## Task to complete:
For the string "total", find every matching line in the records and copy it.

## Provided material:
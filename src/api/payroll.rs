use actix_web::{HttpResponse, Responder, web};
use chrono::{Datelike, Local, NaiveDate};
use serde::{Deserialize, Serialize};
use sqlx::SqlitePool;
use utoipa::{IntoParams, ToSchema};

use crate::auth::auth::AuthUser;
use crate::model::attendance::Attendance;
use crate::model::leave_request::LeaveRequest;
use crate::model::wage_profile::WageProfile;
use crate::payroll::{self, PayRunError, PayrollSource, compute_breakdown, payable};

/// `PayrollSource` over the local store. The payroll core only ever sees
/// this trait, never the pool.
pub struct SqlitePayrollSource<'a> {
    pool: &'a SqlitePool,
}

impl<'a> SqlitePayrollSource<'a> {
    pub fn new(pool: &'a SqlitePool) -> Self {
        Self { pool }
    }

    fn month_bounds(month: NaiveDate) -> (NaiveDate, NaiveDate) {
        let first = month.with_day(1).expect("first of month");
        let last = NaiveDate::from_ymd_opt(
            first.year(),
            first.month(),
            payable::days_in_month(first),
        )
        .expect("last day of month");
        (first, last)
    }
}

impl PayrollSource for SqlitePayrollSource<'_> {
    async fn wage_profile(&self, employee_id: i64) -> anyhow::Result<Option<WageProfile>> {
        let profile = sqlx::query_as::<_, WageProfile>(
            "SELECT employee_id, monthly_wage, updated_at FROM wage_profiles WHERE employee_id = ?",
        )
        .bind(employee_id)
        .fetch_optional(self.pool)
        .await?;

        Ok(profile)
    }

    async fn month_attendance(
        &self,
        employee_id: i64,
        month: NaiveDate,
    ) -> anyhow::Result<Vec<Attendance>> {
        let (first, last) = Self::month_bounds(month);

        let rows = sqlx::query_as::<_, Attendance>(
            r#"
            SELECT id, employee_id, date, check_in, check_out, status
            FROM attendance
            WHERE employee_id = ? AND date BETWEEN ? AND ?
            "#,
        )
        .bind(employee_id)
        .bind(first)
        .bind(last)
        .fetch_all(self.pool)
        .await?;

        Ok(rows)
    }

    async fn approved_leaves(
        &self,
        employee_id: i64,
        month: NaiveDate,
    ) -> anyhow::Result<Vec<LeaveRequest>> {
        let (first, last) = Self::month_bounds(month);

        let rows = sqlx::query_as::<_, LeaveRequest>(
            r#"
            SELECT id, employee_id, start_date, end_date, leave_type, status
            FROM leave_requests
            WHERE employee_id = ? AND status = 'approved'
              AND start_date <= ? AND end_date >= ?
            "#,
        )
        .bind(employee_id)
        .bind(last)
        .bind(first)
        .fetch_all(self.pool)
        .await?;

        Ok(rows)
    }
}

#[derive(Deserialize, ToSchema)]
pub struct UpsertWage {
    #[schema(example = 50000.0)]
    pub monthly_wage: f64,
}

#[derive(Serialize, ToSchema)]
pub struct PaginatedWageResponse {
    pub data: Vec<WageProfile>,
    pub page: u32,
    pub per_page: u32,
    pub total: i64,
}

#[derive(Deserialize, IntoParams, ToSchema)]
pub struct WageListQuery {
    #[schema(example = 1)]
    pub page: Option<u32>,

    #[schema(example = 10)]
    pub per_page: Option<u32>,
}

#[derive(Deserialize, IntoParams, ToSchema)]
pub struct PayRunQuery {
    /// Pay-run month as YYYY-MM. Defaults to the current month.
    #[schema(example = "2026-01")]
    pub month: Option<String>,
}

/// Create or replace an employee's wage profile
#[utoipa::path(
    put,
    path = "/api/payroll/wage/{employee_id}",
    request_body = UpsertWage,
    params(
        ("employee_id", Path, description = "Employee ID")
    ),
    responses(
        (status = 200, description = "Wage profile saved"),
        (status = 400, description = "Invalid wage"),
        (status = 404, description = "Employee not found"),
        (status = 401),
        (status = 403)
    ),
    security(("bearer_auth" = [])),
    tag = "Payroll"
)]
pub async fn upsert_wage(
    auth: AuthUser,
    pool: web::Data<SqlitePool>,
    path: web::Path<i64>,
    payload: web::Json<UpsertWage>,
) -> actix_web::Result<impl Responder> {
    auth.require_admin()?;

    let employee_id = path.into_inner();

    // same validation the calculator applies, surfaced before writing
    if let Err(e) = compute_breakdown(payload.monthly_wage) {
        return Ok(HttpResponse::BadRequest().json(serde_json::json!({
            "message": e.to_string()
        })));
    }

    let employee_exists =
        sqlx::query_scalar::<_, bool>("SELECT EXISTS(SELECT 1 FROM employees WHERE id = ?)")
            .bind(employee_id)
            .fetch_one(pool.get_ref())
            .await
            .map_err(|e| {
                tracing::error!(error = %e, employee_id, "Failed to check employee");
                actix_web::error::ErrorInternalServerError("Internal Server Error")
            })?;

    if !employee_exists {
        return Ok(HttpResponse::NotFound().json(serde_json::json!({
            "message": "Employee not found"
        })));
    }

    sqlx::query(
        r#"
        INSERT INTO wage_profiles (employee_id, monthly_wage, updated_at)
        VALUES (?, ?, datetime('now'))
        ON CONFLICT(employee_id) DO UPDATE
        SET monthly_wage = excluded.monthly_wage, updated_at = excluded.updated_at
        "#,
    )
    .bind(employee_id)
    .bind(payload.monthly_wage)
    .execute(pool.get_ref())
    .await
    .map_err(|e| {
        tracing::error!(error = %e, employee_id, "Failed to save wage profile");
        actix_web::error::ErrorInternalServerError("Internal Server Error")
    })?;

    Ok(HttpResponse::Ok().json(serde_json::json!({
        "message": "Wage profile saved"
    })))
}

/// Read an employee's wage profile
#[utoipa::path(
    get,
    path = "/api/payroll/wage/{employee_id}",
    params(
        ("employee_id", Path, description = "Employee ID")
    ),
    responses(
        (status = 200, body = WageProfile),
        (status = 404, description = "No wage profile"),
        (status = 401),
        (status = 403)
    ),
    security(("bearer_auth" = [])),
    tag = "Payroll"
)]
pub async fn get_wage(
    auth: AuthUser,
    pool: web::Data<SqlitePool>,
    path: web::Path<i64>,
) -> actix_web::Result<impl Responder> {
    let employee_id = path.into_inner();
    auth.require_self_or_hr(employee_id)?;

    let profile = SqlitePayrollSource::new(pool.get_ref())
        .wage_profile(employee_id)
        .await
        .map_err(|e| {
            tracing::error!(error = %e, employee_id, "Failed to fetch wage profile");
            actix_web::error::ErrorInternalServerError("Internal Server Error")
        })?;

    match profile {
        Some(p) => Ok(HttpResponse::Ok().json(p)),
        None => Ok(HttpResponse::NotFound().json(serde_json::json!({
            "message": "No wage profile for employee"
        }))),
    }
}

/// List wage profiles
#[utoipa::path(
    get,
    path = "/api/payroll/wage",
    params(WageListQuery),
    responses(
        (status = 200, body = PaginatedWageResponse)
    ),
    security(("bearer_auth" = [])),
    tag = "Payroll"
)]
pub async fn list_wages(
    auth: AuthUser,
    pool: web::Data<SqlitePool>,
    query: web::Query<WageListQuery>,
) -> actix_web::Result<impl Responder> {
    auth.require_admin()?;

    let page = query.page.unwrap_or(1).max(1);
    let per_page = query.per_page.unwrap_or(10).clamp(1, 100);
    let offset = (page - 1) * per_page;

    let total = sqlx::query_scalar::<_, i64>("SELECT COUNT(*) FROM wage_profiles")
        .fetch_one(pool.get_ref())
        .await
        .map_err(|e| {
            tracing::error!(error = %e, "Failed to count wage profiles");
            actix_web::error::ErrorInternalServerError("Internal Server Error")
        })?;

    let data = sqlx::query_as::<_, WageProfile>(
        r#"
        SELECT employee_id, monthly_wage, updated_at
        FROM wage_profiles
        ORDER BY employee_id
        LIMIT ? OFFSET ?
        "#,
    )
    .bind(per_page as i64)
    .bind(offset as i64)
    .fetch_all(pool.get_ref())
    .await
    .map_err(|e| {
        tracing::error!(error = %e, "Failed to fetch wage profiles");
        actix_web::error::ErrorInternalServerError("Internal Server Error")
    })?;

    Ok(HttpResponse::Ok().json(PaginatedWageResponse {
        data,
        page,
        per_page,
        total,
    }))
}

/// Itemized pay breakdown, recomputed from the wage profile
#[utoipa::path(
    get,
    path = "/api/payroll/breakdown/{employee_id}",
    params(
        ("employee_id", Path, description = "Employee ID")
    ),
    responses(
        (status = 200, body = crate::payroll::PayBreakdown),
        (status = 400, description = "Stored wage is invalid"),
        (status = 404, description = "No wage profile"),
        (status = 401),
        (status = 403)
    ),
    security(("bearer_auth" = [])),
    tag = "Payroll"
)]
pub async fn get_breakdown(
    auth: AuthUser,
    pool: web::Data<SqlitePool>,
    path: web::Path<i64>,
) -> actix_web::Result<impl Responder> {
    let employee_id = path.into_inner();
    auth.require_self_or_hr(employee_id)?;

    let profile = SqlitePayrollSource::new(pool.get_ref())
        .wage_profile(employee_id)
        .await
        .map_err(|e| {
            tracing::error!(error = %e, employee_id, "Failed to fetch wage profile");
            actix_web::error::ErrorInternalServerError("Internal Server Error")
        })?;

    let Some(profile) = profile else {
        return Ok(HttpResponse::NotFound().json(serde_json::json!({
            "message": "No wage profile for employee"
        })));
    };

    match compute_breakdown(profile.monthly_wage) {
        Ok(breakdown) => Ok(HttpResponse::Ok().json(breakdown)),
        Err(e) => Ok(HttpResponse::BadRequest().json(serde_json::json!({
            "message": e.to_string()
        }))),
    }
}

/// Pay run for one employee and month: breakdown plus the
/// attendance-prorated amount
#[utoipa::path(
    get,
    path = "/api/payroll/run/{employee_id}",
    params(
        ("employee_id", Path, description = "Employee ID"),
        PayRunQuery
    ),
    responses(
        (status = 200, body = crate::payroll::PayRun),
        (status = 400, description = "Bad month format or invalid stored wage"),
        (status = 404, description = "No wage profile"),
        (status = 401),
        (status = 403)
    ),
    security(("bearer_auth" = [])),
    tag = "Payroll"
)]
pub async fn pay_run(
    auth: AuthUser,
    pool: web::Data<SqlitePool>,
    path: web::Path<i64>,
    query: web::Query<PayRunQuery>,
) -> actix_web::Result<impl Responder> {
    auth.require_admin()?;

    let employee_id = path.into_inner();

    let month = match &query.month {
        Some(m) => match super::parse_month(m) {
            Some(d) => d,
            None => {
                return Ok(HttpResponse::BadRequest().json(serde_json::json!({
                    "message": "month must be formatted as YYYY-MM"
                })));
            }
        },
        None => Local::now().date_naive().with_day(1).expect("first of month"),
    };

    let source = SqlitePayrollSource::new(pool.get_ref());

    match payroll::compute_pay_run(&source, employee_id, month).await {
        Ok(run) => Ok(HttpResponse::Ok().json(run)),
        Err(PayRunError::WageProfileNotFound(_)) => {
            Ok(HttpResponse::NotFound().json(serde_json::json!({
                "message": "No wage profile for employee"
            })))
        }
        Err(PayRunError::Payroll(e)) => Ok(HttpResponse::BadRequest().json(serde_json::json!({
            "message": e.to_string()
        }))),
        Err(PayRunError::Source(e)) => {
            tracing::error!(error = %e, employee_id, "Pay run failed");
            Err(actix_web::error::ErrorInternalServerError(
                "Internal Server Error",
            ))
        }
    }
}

## Solution:
    pub total: i64,
    let total = sqlx::query_scalar::<_, i64>("SELECT COUNT(*) FROM wage_profiles")
        total,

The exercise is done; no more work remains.